I hI’ve been working for a while now on a new project for an actual customer. It is a pager device designed to operate on an existing Wi-Fi infrastructure. Naturally, it has a few other requirements that are a prerequisite for something like this: a battery and a vibration motor, among other things. Then, to complicate things further, I decided to add an ATECC508A crypto IC for security. That particular part was inspired by Mongoose OS, who Tweeted at me at one point while I was collecting the parts I needed. At some point, at least, I want to experiment with their OS, and I may as well use my own board to take it for a test drive.
Stencils for fun and profit
Knowing my current prototype board has roughly 40 part placements on it, and since I would be assembling the first ones myself, I decided to spring for a stencil in order to keep myself sane. Once I finished the board layout, I sent for a stainless steel stencil from OSH Stencils. They exceeded my expectations with an absolutely gorgeous stencil.
Now, assembling the pager
Once I had the boards and all the parts, it was time to assemble a test board. It took a little over an hour to set up the jig, spread the solder paste, and tweeze each part into place. I did the placement with the board on the skillet so that I would not have to move it again and risk jostling the parts from their positions. Once I finished placement, I transferred my skillet to the stovetop for reflow.
It’s alive–sort of
As most experimenting goes, though, there are some hiccups. On power-up, I found that most everything on the pager worked as expected–the ESP8266 module worked, and was programmable; the battery charge circuit worked (more on that later); and the motor driver and crypto chip were visible on the I2C bus. There were some mistakes, however.

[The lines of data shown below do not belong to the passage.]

//! Chainable, error-carrying handles onto nodes of a [`Document`](crate::Document).
//!
//! A [`Root`] either points at a live node or carries the [`LadleError`] that
//! prevented it from doing so. Every method on an errored handle passes that
//! error along instead of touching the tree, so long chains can be written
//! without checking each step:
//!
//! ```rust
//! use ladle_core::{Document, ErrorKind};
//!
//! let doc = Document::parse(r#"<div id="comic"><img src="a.png" title="A"></div>"#).unwrap();
//!
//! let img = doc.root().find(("div", "id", "comic")).find("img");
//! assert_eq!(img.attrs().unwrap()["src"], "a.png");
//!
//! let missing = doc.root().find(("div", "id", "ctitle")).find("img");
//! assert_eq!(missing.error().map(|e| e.kind()), Some(ErrorKind::ElementNotFound));
//! ```
//!
//! With [`LadleConfig::fail_fast`](crate::LadleConfig) set, the same failures
//! panic at the point of detection instead.

use std::collections::HashMap;

use ego_tree::NodeId;
use tracing::debug;

use crate::node::{HtmlNode, NodeKind, node_value};
use crate::query::{MatchMode, Query};
use crate::traverse;
use crate::{LadleError, Result};

/// A handle onto one node of a parsed document, or the error that produced it.
#[derive(Debug, Clone)]
pub struct Root<'a> {
    node: std::result::Result<HtmlNode<'a>, LadleError>,
    fail_fast: bool,
}

impl<'a> Root<'a> {
    pub(crate) fn new(node: HtmlNode<'a>, fail_fast: bool) -> Self {
        Self { node: Ok(node), fail_fast }
    }

    pub(crate) fn errored(err: LadleError, fail_fast: bool) -> Self {
        Self { node: Err(err), fail_fast }
    }

    fn derive(&self, node: HtmlNode<'a>) -> Self {
        Self::new(node, self.fail_fast)
    }

    /// Builds an errored handle, or panics under fail-fast.
    fn failed(&self, err: LadleError) -> Self {
        Self { node: Err(self.raise(err)), fail_fast: self.fail_fast }
    }

    fn raise(&self, err: LadleError) -> LadleError {
        if self.fail_fast {
            panic!("{}", err);
        }
        debug!(kind = ?err.kind(), "{}", err);
        err
    }

    /// The wrapped node, or a copy of the stored error.
    pub fn node(&self) -> Result<HtmlNode<'a>> {
        self.node.clone()
    }

    /// The stored error of an errored handle.
    pub fn error(&self) -> Option<&LadleError> {
        self.node.as_ref().err()
    }

    pub fn is_ok(&self) -> bool {
        self.node.is_ok()
    }

    /// Converts the handle into a plain `Result`, for use with `?`.
    pub fn into_result(self) -> Result<Self> {
        match self.node {
            Ok(_) => Ok(self),
            Err(err) => Err(err),
        }
    }

    /// Id of the wrapped node, as accepted by
    /// [`Document::extract`](crate::Document::extract) and
    /// [`Document::node`](crate::Document::node).
    pub fn node_id(&self) -> Result<NodeId> {
        self.node().map(|n| n.id())
    }

    pub fn kind(&self) -> Result<NodeKind> {
        self.node().map(|n| NodeKind::of(n.value()))
    }

    /// Tag name of an element, or the data of a text or comment node.
    pub fn node_value(&self) -> Result<&'a str> {
        self.node().map(node_value)
    }

    /// Finds the first descendant matching `query`, comparing attribute values
    /// token by token (or as the whole value).
    pub fn find<'q>(&self, query: impl Into<Query<'q>>) -> Self {
        self.find_with(query.into(), MatchMode::Loose)
    }

    /// Finds the first descendant matching `query`, requiring attribute values
    /// to be equal as whole strings.
    pub fn find_strict<'q>(&self, query: impl Into<Query<'q>>) -> Self {
        self.find_with(query.into(), MatchMode::Strict)
    }

    fn find_with(&self, query: Query<'_>, mode: MatchMode) -> Self {
        let node = match &self.node {
            Ok(node) => *node,
            Err(_) => return self.clone(),
        };

        match traverse::find_first(node, &query, mode) {
            Some(found) => self.derive(found),
            None => self.failed(LadleError::ElementNotFound {
                tag: query.describe_tag(),
                attributes: query.describe_attribute(),
            }),
        }
    }

    /// Finds every descendant matching `query` in document order.
    ///
    /// No match is an empty vector; the only error is the one already stored
    /// in an errored handle.
    pub fn find_all<'q>(&self, query: impl Into<Query<'q>>) -> Result<Vec<Self>> {
        self.find_all_with(query.into(), MatchMode::Loose)
    }

    /// Strict-matching variant of [`Root::find_all`].
    pub fn find_all_strict<'q>(&self, query: impl Into<Query<'q>>) -> Result<Vec<Self>> {
        self.find_all_with(query.into(), MatchMode::Strict)
    }

    fn find_all_with(&self, query: Query<'_>, mode: MatchMode) -> Result<Vec<Self>> {
        let node = self.node()?;
        Ok(traverse::find_all(node, &query, mode)
            .into_iter()
            .map(|found| self.derive(found))
            .collect())
    }

    /// The immediately following sibling, whatever its kind.
    pub fn find_next_sibling(&self) -> Self {
        self.step(|n| n.next_sibling(), LadleError::NoNextSibling)
    }

    /// The immediately preceding sibling, whatever its kind.
    pub fn find_prev_sibling(&self) -> Self {
        self.step(|n| n.prev_sibling(), LadleError::NoPreviousSibling)
    }

    /// The next sibling that is an element, skipping text and comments.
    pub fn find_next_element_sibling(&self) -> Self {
        self.step(
            |n| n.next_siblings().find(|s| s.value().is_element()),
            LadleError::NoNextElementSibling,
        )
    }

    /// The previous sibling that is an element, skipping text and comments.
    pub fn find_prev_element_sibling(&self) -> Self {
        self.step(
            |n| n.prev_siblings().find(|s| s.value().is_element()),
            LadleError::NoPreviousElementSibling,
        )
    }

    fn step(&self, next: impl FnOnce(HtmlNode<'a>) -> Option<HtmlNode<'a>>, missing: LadleError) -> Self {
        match &self.node {
            Ok(node) => match next(*node) {
                Some(found) => self.derive(found),
                None => self.failed(missing),
            },
            Err(_) => self.clone(),
        }
    }

    /// Direct children of any kind, in order.
    pub fn children(&self) -> Result<Vec<Self>> {
        let node = self.node()?;
        Ok(node.children().map(|child| self.derive(child)).collect())
    }

    /// Attribute map of an element; the first occurrence of a repeated key wins.
    pub fn attrs(&self) -> Result<HashMap<&'a str, &'a str>> {
        let node = self.node()?;
        traverse::attribute_map(node).ok_or_else(|| {
            self.raise(LadleError::NotAnElement(format!("{:?} node", NodeKind::of(node.value()))))
        })
    }

    /// Text of the first direct text child that is not whitespace-only.
    /// Nested elements are not looked into; see [`Root::full_text`].
    pub fn text(&self) -> Result<&'a str> {
        let node = self.node()?;
        traverse::direct_text(node).ok_or_else(|| self.raise(LadleError::NoTextNode))
    }

    /// All text below this node, nested elements included, in document order.
    pub fn full_text(&self) -> Result<String> {
        self.node().map(traverse::full_text)
    }

    /// This node and its subtree serialized as HTML.
    pub fn html(&self) -> Result<String> {
        self.node().map(traverse::outer_html)
    }
}

impl PartialEq for Root<'_> {
    /// Handles are equal when they point at the same node of the same tree.
    fn eq(&self, other: &Self) -> bool {
        match (&self.node, &other.node) {
            (Ok(a), Ok(b)) => a == b,
            (Err(a), Err(b)) => a == b,
            _ => false,
        }
    }
}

Right away (before testing), I realized I had gotten the battery polarity wrong on the connector. I made a little test jig to test the charge circuit in spite of that. But also, the display failed to do anything, and the connector got really hot when I powered on the device. It was at that point, I discovered that I had misinterpreted the datasheet, and I had reversed the pins for the connector. That discovered, I soldered a second connector on top of the first one, at a right angle and with the pins exactly reversed. Once I did that, I found that the OLED circuit worked as expected. Now I could just rework a couple bits of the circuit, and order new boards. All in all, I considered the experiment a success.